What to produce:
Below this line is a set of entries; quote exactly the lines from the line that contains "events as well" to the line that contains "ended with an", both lines included.
****
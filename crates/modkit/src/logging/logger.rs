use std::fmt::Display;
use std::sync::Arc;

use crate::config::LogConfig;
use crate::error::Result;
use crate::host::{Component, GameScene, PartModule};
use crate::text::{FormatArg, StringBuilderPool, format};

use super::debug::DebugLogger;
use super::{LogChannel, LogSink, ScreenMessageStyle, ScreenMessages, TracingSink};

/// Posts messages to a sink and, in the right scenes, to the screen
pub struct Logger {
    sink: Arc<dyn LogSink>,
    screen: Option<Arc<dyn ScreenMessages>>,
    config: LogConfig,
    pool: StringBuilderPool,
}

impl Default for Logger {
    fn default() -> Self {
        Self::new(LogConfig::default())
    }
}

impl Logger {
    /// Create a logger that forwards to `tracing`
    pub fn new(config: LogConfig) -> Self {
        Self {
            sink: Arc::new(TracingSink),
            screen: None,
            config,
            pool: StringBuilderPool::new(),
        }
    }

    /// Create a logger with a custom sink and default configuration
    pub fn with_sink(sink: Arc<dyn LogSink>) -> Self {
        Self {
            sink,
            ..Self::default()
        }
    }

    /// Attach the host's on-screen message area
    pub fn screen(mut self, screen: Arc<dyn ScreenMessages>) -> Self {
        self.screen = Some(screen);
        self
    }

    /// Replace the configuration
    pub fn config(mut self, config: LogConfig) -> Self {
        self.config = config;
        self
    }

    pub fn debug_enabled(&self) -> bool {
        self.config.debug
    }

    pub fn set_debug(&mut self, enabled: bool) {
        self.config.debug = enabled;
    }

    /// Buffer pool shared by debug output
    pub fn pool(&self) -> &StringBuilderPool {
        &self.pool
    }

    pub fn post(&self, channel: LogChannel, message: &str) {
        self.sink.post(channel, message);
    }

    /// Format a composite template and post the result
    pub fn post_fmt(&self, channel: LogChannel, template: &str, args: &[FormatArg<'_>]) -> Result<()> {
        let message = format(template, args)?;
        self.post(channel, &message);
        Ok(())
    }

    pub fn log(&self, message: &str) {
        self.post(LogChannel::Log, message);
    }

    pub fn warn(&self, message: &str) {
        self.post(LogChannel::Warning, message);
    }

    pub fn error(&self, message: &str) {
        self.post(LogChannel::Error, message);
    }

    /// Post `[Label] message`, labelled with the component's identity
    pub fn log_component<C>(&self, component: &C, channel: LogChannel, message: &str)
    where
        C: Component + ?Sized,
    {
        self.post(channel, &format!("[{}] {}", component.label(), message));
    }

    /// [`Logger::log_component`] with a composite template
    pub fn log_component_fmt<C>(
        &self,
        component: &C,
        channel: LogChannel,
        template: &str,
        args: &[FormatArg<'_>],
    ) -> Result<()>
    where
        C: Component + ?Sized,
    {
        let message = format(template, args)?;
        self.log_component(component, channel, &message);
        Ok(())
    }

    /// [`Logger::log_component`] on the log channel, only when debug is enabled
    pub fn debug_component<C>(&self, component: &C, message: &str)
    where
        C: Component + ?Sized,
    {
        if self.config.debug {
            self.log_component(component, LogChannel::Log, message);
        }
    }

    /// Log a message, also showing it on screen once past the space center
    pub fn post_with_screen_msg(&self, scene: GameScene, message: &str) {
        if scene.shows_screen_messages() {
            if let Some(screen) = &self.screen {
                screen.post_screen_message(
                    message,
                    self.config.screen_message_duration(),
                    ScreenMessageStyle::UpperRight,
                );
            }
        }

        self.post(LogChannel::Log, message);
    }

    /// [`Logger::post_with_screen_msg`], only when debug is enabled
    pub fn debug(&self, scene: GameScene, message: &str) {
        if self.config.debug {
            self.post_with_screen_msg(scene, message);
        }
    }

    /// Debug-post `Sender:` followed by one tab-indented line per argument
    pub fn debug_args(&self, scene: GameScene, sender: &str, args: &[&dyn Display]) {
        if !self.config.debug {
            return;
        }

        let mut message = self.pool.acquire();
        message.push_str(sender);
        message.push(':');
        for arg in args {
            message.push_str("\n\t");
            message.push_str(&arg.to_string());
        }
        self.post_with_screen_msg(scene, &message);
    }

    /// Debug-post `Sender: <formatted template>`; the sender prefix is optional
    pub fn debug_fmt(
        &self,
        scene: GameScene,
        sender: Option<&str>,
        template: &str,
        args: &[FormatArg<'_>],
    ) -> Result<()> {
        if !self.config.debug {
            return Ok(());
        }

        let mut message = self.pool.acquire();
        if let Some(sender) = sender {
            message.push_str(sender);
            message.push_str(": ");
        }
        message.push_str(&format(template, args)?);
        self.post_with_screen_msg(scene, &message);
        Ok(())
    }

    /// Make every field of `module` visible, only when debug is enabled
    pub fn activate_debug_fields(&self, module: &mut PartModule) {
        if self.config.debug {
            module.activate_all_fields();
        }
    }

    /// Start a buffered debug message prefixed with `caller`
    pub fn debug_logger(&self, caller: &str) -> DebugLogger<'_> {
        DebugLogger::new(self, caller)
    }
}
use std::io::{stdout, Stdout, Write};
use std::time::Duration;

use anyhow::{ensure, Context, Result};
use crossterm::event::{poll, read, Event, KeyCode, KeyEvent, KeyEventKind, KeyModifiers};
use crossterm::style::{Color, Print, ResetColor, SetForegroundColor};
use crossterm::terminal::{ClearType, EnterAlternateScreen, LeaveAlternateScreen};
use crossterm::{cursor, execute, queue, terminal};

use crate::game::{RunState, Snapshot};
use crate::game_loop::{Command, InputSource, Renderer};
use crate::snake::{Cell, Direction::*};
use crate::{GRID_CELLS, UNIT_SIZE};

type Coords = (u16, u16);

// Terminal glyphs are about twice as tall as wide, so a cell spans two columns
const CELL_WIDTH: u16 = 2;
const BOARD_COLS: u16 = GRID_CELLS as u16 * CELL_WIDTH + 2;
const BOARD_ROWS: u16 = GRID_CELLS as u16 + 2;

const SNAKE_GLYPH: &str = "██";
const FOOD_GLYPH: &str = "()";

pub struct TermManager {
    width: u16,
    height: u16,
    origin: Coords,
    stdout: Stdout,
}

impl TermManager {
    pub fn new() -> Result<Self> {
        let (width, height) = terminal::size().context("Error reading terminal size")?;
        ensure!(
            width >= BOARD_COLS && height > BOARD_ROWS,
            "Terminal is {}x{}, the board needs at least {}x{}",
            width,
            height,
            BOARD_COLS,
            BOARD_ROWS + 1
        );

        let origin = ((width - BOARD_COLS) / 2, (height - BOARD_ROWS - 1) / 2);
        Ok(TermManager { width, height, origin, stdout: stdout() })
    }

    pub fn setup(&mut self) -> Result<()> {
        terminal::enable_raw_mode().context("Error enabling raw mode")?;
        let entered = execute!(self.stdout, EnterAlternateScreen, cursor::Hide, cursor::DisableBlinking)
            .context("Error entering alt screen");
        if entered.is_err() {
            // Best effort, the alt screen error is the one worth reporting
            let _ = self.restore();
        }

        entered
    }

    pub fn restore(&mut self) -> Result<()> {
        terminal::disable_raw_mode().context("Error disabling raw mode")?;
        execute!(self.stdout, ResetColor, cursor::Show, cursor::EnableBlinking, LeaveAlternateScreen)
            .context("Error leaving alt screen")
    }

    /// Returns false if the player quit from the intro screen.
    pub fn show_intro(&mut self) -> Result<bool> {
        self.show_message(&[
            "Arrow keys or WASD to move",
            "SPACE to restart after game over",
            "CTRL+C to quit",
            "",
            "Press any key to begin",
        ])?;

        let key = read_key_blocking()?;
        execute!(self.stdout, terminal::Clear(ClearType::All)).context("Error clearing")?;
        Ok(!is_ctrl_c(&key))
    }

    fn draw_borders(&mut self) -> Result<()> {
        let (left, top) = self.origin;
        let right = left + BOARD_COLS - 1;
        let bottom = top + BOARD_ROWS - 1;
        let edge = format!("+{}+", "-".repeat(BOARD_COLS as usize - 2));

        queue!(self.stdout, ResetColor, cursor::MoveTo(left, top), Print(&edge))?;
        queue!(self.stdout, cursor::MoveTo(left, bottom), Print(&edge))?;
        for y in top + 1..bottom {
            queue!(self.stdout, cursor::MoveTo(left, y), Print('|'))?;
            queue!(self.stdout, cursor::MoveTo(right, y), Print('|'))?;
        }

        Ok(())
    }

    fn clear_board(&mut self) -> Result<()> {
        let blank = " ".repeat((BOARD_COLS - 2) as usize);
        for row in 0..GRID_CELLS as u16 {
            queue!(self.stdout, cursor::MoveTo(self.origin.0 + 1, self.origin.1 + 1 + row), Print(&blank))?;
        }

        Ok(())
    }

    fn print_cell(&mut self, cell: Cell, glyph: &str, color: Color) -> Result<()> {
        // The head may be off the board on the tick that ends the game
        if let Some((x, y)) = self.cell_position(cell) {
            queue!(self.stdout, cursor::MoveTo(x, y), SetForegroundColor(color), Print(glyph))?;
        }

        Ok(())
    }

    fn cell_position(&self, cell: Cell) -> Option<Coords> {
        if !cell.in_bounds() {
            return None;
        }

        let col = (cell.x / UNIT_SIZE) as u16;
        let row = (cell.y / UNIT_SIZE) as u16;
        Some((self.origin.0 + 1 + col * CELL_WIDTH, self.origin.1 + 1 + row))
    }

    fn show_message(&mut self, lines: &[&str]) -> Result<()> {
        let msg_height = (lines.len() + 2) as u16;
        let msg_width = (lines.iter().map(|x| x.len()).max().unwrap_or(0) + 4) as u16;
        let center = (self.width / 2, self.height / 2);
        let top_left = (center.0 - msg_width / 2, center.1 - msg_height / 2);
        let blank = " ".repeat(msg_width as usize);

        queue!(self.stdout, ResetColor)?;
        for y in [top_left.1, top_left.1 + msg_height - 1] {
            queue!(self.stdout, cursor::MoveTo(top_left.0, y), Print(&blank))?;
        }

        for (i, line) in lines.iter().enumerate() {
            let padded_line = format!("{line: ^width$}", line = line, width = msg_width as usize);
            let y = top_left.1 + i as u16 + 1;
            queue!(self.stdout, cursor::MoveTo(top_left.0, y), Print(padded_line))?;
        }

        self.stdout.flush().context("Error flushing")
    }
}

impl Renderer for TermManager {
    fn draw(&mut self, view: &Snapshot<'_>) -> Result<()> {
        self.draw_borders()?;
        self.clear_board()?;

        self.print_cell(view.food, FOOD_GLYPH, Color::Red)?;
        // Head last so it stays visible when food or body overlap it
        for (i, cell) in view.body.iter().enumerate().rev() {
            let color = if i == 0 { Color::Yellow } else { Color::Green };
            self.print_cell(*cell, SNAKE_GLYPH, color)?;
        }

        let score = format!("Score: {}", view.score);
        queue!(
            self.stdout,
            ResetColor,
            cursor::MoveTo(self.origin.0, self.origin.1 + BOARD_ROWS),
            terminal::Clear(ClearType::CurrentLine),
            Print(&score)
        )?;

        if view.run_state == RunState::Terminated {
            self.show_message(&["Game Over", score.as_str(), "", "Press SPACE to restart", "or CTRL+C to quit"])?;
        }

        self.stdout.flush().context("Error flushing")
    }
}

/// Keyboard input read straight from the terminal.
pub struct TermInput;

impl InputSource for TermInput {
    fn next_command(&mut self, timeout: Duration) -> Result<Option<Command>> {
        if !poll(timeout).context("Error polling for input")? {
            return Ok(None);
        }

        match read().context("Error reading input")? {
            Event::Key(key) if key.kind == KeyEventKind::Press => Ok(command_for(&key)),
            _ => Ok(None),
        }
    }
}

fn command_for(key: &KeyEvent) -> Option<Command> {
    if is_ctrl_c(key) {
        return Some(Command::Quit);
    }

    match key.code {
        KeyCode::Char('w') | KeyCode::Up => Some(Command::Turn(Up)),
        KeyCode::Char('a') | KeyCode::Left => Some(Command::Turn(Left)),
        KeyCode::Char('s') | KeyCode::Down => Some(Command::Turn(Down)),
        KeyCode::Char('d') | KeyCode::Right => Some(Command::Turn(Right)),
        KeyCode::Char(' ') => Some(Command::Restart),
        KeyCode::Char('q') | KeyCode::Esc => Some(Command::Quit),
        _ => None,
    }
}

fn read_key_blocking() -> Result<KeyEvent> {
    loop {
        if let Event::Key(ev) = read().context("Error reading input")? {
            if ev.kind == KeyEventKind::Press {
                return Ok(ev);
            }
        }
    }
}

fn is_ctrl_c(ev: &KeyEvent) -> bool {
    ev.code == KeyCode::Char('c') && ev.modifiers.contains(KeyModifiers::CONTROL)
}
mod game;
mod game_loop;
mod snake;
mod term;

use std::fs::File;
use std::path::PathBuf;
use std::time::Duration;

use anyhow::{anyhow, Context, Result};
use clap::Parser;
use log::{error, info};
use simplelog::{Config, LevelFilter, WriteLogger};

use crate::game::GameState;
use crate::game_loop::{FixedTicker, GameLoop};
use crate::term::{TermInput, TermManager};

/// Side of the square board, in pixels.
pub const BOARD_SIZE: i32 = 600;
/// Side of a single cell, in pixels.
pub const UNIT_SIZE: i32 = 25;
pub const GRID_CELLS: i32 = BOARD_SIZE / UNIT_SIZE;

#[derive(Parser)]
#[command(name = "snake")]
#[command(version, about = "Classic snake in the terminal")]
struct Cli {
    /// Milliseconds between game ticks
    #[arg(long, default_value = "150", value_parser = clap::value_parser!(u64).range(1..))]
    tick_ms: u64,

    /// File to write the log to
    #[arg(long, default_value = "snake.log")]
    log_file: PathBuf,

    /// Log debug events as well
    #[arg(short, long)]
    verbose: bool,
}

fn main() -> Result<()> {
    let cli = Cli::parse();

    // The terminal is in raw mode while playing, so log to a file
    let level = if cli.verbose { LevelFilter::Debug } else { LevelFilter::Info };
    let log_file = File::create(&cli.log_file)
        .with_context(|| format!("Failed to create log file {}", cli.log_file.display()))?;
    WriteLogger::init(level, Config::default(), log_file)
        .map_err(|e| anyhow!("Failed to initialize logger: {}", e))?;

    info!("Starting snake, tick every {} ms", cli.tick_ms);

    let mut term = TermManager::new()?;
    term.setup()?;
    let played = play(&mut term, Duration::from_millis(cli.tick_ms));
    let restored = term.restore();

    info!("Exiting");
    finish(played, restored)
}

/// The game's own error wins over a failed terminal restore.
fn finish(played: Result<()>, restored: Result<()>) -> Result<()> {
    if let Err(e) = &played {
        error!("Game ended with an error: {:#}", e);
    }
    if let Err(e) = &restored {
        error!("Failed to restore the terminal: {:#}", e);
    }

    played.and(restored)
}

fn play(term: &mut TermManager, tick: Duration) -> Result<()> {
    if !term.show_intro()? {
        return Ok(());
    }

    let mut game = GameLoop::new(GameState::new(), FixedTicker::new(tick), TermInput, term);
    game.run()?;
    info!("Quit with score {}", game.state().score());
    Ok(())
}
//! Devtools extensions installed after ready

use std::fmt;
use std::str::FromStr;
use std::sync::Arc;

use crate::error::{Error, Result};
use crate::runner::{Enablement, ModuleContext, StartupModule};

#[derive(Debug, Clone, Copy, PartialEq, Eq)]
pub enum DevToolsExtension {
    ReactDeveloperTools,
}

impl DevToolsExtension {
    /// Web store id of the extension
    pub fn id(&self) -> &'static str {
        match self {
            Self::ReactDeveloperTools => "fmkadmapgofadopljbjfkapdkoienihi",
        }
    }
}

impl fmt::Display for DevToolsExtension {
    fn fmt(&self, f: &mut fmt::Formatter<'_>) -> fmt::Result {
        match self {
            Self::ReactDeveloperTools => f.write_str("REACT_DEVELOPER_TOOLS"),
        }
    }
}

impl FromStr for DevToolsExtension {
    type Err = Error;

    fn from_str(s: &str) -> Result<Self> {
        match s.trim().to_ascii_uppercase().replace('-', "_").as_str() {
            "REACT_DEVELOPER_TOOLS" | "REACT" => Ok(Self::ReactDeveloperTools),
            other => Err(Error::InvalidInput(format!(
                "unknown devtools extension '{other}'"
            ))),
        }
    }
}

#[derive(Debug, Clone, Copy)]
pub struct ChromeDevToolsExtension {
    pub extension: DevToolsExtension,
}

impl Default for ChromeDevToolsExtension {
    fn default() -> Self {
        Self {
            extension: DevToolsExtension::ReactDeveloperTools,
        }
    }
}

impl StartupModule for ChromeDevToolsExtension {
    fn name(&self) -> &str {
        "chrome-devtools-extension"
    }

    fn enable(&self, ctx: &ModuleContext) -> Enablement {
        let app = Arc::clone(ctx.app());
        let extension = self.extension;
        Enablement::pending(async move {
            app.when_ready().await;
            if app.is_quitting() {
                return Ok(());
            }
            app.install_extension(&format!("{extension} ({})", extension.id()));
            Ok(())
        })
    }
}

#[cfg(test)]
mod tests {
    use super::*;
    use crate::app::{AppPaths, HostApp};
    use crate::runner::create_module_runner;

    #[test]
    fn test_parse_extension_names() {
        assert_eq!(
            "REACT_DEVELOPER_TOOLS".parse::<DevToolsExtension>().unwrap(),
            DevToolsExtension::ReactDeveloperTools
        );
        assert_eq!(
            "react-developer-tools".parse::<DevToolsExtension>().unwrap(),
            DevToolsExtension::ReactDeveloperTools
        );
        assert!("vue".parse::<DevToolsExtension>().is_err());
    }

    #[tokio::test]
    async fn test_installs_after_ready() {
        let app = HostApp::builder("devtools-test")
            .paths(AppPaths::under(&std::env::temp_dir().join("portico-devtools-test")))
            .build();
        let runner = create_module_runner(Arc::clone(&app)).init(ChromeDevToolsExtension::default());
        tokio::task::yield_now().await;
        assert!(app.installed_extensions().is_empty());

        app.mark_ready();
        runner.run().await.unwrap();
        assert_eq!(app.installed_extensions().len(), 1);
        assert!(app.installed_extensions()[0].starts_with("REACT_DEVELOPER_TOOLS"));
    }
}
****
Solution to the problem:
    /// Log debug events as well
    #[arg(short, long)]
    verbose: bool,
}

fn main() -> Result<()> {
    let cli = Cli::parse();

    // The terminal is in raw mode while playing, so log to a file
    let level = if cli.verbose { LevelFilter::Debug } else { LevelFilter::Info };
    let log_file = File::create(&cli.log_file)
        .with_context(|| format!("Failed to create log file {}", cli.log_file.display()))?;
    WriteLogger::init(level, Config::default(), log_file)
        .map_err(|e| anyhow!("Failed to initialize logger: {}", e))?;

    info!("Starting snake, tick every {} ms", cli.tick_ms);

    let mut term = TermManager::new()?;
    term.setup()?;
    let played = play(&mut term, Duration::from_millis(cli.tick_ms));
    let restored = term.restore();

    info!("Exiting");
    finish(played, restored)
}

/// The game's own error wins over a failed terminal restore.
fn finish(played: Result<()>, restored: Result<()>) -> Result<()> {
    if let Err(e) = &played {
        error!("Game ended with an error: {:#}", e);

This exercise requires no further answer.